A pesar de esas sensaciones físicas, Soledad decidió volver a Málaga. Su pareja se quedó en Rosario.
“Yo no quería cerrar así, tan abruptamente. Nuestras cosas habían quedado allá, yo quería volver a Málaga, tenía los consultorios, la gente que me había dado trabajo, capaz que pasaba la pandemia y las cosas se acomodaban finalmente. Acordate que el plan era irnos a Nueva Zelanda”.
Fue otro estresazo que nadie terminó de dimensionar, porque siguieron siendo pareja pero se separaron.
“Fue una separación física y de repente yo me encontré completamente sola en un pueblo muy chico, con poca conexión de servicios públicos incluso para viajar al centro. Estaba rodeada de montañas, del Mediterráneo, pero muy sola. No tenía gente con la que pasar un rato, no me interesaba tampoco, a nivel cultural no había nada. Iba a trabajar, hacía ejercicio, iba a tomar sol, pero estaba en la playa y me quería morir igual”.
La salud
Soledad tuvo los primeros síntomas del impacto del estrés en su salud antes de emigrar, sólo que en aquel momento no ató los cabos.
“Cuando arranqué con la mudanza sola en Rosario, ahí empezó a acumularse. Se ve que aguanté y cuando llegamos a España, pasé la primera semana de trabajo y el fin de semana me quedé directamente sin voz”, recuerda.
Fueron dos años y medio fuera del país en los que los síntomas armaron una orquesta, la orquesta pedía a gritos que alguien los escuchara.
“Tuve infecciones urinarias, infecciones en la piel y edemas en las piernas: me tenía que meter en la ducha con agua fría para que se me fuera el dolor. Jamás me había pasado eso”, cuenta.
“Tenía mucha fatiga mental y física, en un momento no podía atender dos pacientes seguidos que me tenía que tirar a descansar. Me sentía destruida, si manejaba tenía que abrir la ventanilla del auto para que me diera un poco de aire en la cara porque me quedaba dormida manejando”.
Se sumaron el insomnio, el estreñimiento, los olvidos. “No podía recordar ni un número de teléfono”.
¿Se lo contaba a alguien? “No mucho, la verdad. Estaba lejos de mi familia, no los quería preocupar. Además sentía culpa: ‘Estoy en un lugar hermoso y no lo estoy disfrutando’, encima sentía la exigencia de rendir bien lo que había ido a estudiar, pensaba ‘todo el mundo está esperando que me reciba, para eso vine’. Pero estudiaba y no me acordaba ni un párrafo”.
Cuando Soledad ató los cabos y entendió que necesitaba ayuda profesional, la encontró enseguida. Fue un profesor de osteopatía quién detectó que tenía una disfunción del sistema nervioso autónomo producto del estrés acumulado.

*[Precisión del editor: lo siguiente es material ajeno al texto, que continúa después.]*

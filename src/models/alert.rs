//! Data models for alert events and their severities.

use std::fmt;

use chrono::{DateTime, TimeZone, Utc};
use serde::{Deserialize, Serialize};

/// The severity of an alert, as declared by a policy or by the event producer.
#[derive(Debug, Clone, Copy, Default, PartialEq, Eq, Hash, Serialize, Deserialize)]
#[serde(rename_all = "lowercase")]
pub enum Severity {
    /// Informational, no action expected.
    Low,
    /// Worth a look.
    #[default]
    Medium,
    /// Needs attention soon.
    High,
    /// Needs attention now.
    Critical,
}

impl Severity {
    /// Returns the lowercase name of the severity.
    pub fn as_str(&self) -> &'static str {
        match self {
            Severity::Low => "low",
            Severity::Medium => "medium",
            Severity::High => "high",
            Severity::Critical => "critical",
        }
    }

    /// Maps the severity onto the priority level used by channels that
    /// support one (critical to fatal, high to error, everything else to
    /// warning).
    pub fn capture_level(&self) -> CaptureLevel {
        match self {
            Severity::Critical => CaptureLevel::Fatal,
            Severity::High => CaptureLevel::Error,
            Severity::Low | Severity::Medium => CaptureLevel::Warning,
        }
    }
}

impl fmt::Display for Severity {
    fn fmt(&self, f: &mut fmt::Formatter<'_>) -> fmt::Result {
        f.write_str(self.as_str())
    }
}

impl std::str::FromStr for Severity {
    type Err = String;

    fn from_str(s: &str) -> Result<Self, Self::Err> {
        match s.to_ascii_lowercase().as_str() {
            "low" => Ok(Severity::Low),
            "medium" => Ok(Severity::Medium),
            "high" => Ok(Severity::High),
            "critical" => Ok(Severity::Critical),
            other => Err(format!("unknown severity '{other}'")),
        }
    }
}

/// Priority level understood by error-tracking and paging channels.
#[derive(Debug, Clone, Copy, PartialEq, Eq, Hash, Serialize, Deserialize)]
#[serde(rename_all = "lowercase")]
pub enum CaptureLevel {
    /// Informational signal.
    Info,
    /// Warning.
    Warning,
    /// Error.
    Error,
    /// Fatal.
    Fatal,
}

/// An alert-worthy condition reported by a producer such as a rate limiter.
///
/// Events are immutable once created. They are never persisted directly,
/// only as history entries derived from them.
#[derive(Debug, Clone, PartialEq, Eq, Serialize, Deserialize)]
#[serde(rename_all = "camelCase")]
pub struct AlertEvent {
    /// The entity that triggered the alert (an IP, a user id, ...).
    pub identifier: String,
    /// The alert group, used as the policy lookup key.
    pub group: String,
    /// Number of occurrences observed when the alert was raised.
    pub count: u64,
    /// Request path, if the event came from an HTTP request.
    #[serde(default, skip_serializing_if = "Option::is_none")]
    pub path: Option<String>,
    /// Request method, if the event came from an HTTP request.
    #[serde(default, skip_serializing_if = "Option::is_none")]
    pub method: Option<String>,
    /// When the condition was detected, in milliseconds since the epoch.
    #[serde(default, skip_serializing_if = "Option::is_none")]
    pub timestamp: Option<i64>,
    /// User agent of the offending request.
    #[serde(default, skip_serializing_if = "Option::is_none")]
    pub user_agent: Option<String>,
    /// Severity suggested by the producer. The policy severity wins for routing.
    #[serde(default, skip_serializing_if = "Option::is_none")]
    pub severity: Option<Severity>,
}

impl AlertEvent {
    /// Creates a new event with only the required fields set.
    pub fn new(group: impl Into<String>, identifier: impl Into<String>, count: u64) -> Self {
        Self {
            identifier: identifier.into(),
            group: group.into(),
            count,
            path: None,
            method: None,
            timestamp: None,
            user_agent: None,
            severity: None,
        }
    }

    /// Sets the request path.
    pub fn with_path(mut self, path: impl Into<String>) -> Self {
        self.path = Some(path.into());
        self
    }

    /// Sets the request method.
    pub fn with_method(mut self, method: impl Into<String>) -> Self {
        self.method = Some(method.into());
        self
    }

    /// Sets the detection timestamp in epoch milliseconds.
    pub fn with_timestamp(mut self, timestamp_ms: i64) -> Self {
        self.timestamp = Some(timestamp_ms);
        self
    }

    /// Sets the user agent.
    pub fn with_user_agent(mut self, user_agent: impl Into<String>) -> Self {
        self.user_agent = Some(user_agent.into());
        self
    }

    /// Sets the producer-suggested severity.
    pub fn with_severity(mut self, severity: Severity) -> Self {
        self.severity = Some(severity);
        self
    }

    /// The key that scopes cooldown suppression: `<group>:<identifier>`.
    pub fn cooldown_key(&self) -> String {
        format!("{}:{}", self.group, self.identifier)
    }

    /// Returns a copy of the event with its timestamp resolved, using `now`
    /// when the producer did not provide one.
    pub fn resolved(&self, now: DateTime<Utc>) -> Self {
        let mut event = self.clone();
        event.timestamp.get_or_insert(now.timestamp_millis());
        event
    }

    /// The event timestamp as a `DateTime`, falling back to `now`.
    pub fn occurred_at(&self, now: DateTime<Utc>) -> DateTime<Utc> {
        self.timestamp.and_then(|ms| Utc.timestamp_millis_opt(ms).single()).unwrap_or(now)
    }
}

Soledad empezó a trabajar con respiraciones, a hacer ejercicios específicos y a exponer el cuerpo al agua fría para desinflamar las piernas.
En octubre de 2021, decidió volver a Rosario: no porque se sentía mal, volvió cuando ya se sentía bien. Había terminado el posgrado, se había recibido.
La Soledad que volvió, sin embargo, no era la misma que había emigrado. “Fue duro pero aprendí un montón y me hice mucho más fuerte”, contrarresta ella.
Por un lado, en lo profesional, porque haber experimentado esa disfunción de su propio cuerpo producto del estrés hizo que Soledad cambiara el rumbo de su trabajo.
Hoy, de hecho, se dedica a trabajar con las alteraciones del cuerpo producto de las emociones. “¿Qué le pasa al sistema nervioso durante un duelo? ¿Qué emoción puede haber detrás de un dolor que se vuelve un dolor crónico?”, son las preguntas que ahora se hace.
Por otro, en su relación de pareja, porque la volvió mucho más saludable: “Me cambió bastante mi relación con mi novio. Esto de maternarlo, ¿viste esto que nos pasa a las mujeres que siempre estamos cuidando? Cuando él eligió quedarse y yo irme a España otra vez aprendí a no sentir culpa, ese ‘yo me voy y te dejo solo’, que muchas veces hace que las mujeres no hagamos lo que queremos. Emigrar me enseñó también eso: a tener independencia aún estando en pareja”.